High Protein Pumpkin Muffins

When you need a snack a hard day of training, try these high protein muffins. Flavoured with pumpkin, banana and Hi-PRO peanut butter, they can boost your protein by 14g per serving.

Ingredients:

100g Smooth Hi-Pro Peanut Butter
150g Oat Flour
50g Coconut Flour
50g Coconut Sugar
1 tsp Baking Powder
2 Eggs
2 ripe bananas, chopped.
200g Pumpkin Puree
Cinnamon to taste
¼ Cup Unsweetened Almond milk

Preparation time: 10 mins

Serves: 12

Method:

  1. Preheat the Oven to 180C fan/ 200C. Add all of the above ingredients together in large mixing bowl and beat with an electric whisk.
  2. The batter should be thick, but if a little dry simply add a splash more of the Unsweetened Almond milk.
  3. Line the Muffin tin with cases.
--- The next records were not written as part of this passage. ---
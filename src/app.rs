//! Presenter state: screen routing, highlighted choice and feedback on
//! top of a [`Session`].

use std::sync::Arc;

use rand::SeedableRng;
use rand::rngs::StdRng;
use tracing::info;

use crate::data::{LoadOutcome, fallback_questions};
use crate::models::Question;
use crate::session::{AnswerOutcome, Progress, QuizResults, Session, SessionError, SessionState};

/// Which screen the presenter shows.
#[derive(Debug, Clone, Copy, PartialEq, Eq)]
pub enum Screen {
    Start,
    Quiz,
    Result,
}

/// How a choice is drawn on the quiz screen.
#[derive(Debug, Clone, Copy, PartialEq, Eq)]
pub enum ChoiceMark {
    Plain,
    Highlighted,
    Correct,
    Wrong,
}

pub struct App {
    pub screen: Screen,
    session: Session,
    rng: Option<StdRng>,
    highlighted: usize,
    last_outcome: Option<AnswerOutcome>,
    notice: Option<String>,
    loading: bool,
    result_scroll: usize,
}

impl App {
    pub fn new() -> Self {
        Self {
            screen: Screen::Start,
            session: Session::new(),
            rng: None,
            highlighted: 0,
            last_outcome: None,
            notice: None,
            loading: false,
            result_scroll: 0,
        }
    }

    /// Shuffle with a seeded generator so runs are reproducible.
    pub fn with_seed(mut self, seed: u64) -> Self {
        self.rng = Some(StdRng::seed_from_u64(seed));
        self
    }

    /// Start a quiz over `questions`.
    ///
    /// `uses_fallback` marks a run on the built-in set, which the start
    /// screen reports.
    pub fn begin(
        &mut self,
        questions: &[Arc<Question>],
        uses_fallback: bool,
    ) -> Result<(), SessionError> {
        match self.rng.as_mut() {
            Some(rng) => self.session.start_with_rng(questions, rng)?,
            None => self.session.start(questions)?,
        };

        info!(
            session = %self.session.id(),
            total = self.session.total(),
            uses_fallback,
            "quiz started"
        );
        self.loading = false;
        self.reset_question_view();
        self.result_scroll = 0;
        self.screen = Screen::Quiz;
        Ok(())
    }

    /// Start on the built-in question set.
    pub fn begin_builtin(&mut self) -> Result<(), SessionError> {
        self.notice = None;
        self.begin(&fallback_questions(), true)
    }

    /// Start on the result of a load, noting when the fallback set was
    /// substituted.
    pub fn begin_loaded(&mut self, outcome: LoadOutcome) -> Result<(), SessionError> {
        self.notice = outcome
            .fallback_reason()
            .map(|reason| format!("Loading failed ({}), using built-in questions.", reason));
        let uses_fallback = outcome.uses_fallback();
        self.begin(&outcome.into_questions(), uses_fallback)
    }

    pub fn set_loading(&mut self) {
        self.loading = true;
    }

    pub fn is_loading(&self) -> bool {
        self.loading
    }

    /// Answer the active question with `index`.
    pub fn select_choice(&mut self, index: usize) -> Result<&AnswerOutcome, SessionError> {
        let outcome = self.session.answer(index)?;
        self.highlighted = index;
        Ok(self.last_outcome.insert(outcome))
    }

    /// Answer with the highlighted choice.
    pub fn submit_highlighted(&mut self) -> Result<&AnswerOutcome, SessionError> {
        self.select_choice(self.highlighted)
    }

    pub fn advance(&mut self) -> Result<(), SessionError> {
        let state = self.session.advance()?;
        self.after_move(state);
        Ok(())
    }

    pub fn skip(&mut self) -> Result<(), SessionError> {
        let state = self.session.skip()?;
        self.after_move(state);
        Ok(())
    }

    /// Replay the current set in the same order.
    pub fn retry(&mut self) -> Result<(), SessionError> {
        self.session.retry()?;
        self.reset_question_view();
        self.result_scroll = 0;
        self.screen = Screen::Quiz;
        Ok(())
    }

    pub fn return_to_start(&mut self) {
        self.session.restart_to_start();
        self.reset_question_view();
        self.notice = None;
        self.loading = false;
        self.result_scroll = 0;
        self.screen = Screen::Start;
    }

    fn after_move(&mut self, state: SessionState) {
        self.reset_question_view();
        if state == SessionState::Completed {
            self.screen = Screen::Result;
        }
    }

    fn reset_question_view(&mut self) {
        self.highlighted = 0;
        self.last_outcome = None;
    }

    pub fn highlight_next(&mut self) {
        if let Some(count) = self.selectable_choices() {
            self.highlighted = (self.highlighted + 1) % count;
        }
    }

    pub fn highlight_previous(&mut self) {
        if let Some(count) = self.selectable_choices() {
            self.highlighted = (self.highlighted + count - 1) % count;
        }
    }

    /// Number of choices while the active question can still be answered.
    fn selectable_choices(&self) -> Option<usize> {
        if self.session.is_current_answered() {
            return None;
        }
        self.current_question().map(|q| q.choices().len())
    }

    pub fn scroll_results_down(&mut self) {
        let max_scroll = self.session.log().len().saturating_sub(1);
        self.result_scroll = (self.result_scroll + 1).min(max_scroll);
    }

    pub fn scroll_results_up(&mut self) {
        self.result_scroll = self.result_scroll.saturating_sub(1);
    }

    pub fn session(&self) -> &Session {
        &self.session
    }

    pub fn current_question(&self) -> Option<&Question> {
        self.session.current_question()
    }

    pub fn progress(&self) -> Progress {
        self.session.progress()
    }

    pub fn score(&self) -> usize {
        self.session.score()
    }

    pub fn highlighted(&self) -> usize {
        self.highlighted
    }

    pub fn is_answered(&self) -> bool {
        self.session.is_current_answered()
    }

    pub fn last_outcome(&self) -> Option<&AnswerOutcome> {
        self.last_outcome.as_ref()
    }

    pub fn feedback(&self) -> Option<String> {
        self.last_outcome.as_ref().map(AnswerOutcome::feedback)
    }

    pub fn notice(&self) -> Option<&str> {
        self.notice.as_deref()
    }

    pub fn results(&self) -> Option<QuizResults> {
        self.session.results().ok()
    }

    pub fn result_scroll(&self) -> usize {
        self.result_scroll
    }

    pub fn choice_mark(&self, index: usize) -> ChoiceMark {
        match &self.last_outcome {
            Some(outcome) if index == outcome.correct_index => ChoiceMark::Correct,
            Some(outcome) if index == outcome.chosen => ChoiceMark::Wrong,
            Some(_) => ChoiceMark::Plain,
            None if index == self.highlighted => ChoiceMark::Highlighted,
            None => ChoiceMark::Plain,
        }
    }
}

impl Default for App {
    fn default() -> Self {
        Self::new()
    }
}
Use 1 large TBSP per Muffin.
  4. Place in the oven on the middle shelf and bake for 12 minutes.
  5. Check then muffins, turn the tray around and bake for further 4-5 mins.
Energy 141kal
PROTEIN 14g
Fat 6.3g
Carbohydrates 17g
of which sugars 4.5g

 

This high protein muffin recipe was created by personal trainer Tally Rye as part of our Top 50 recipe challenge.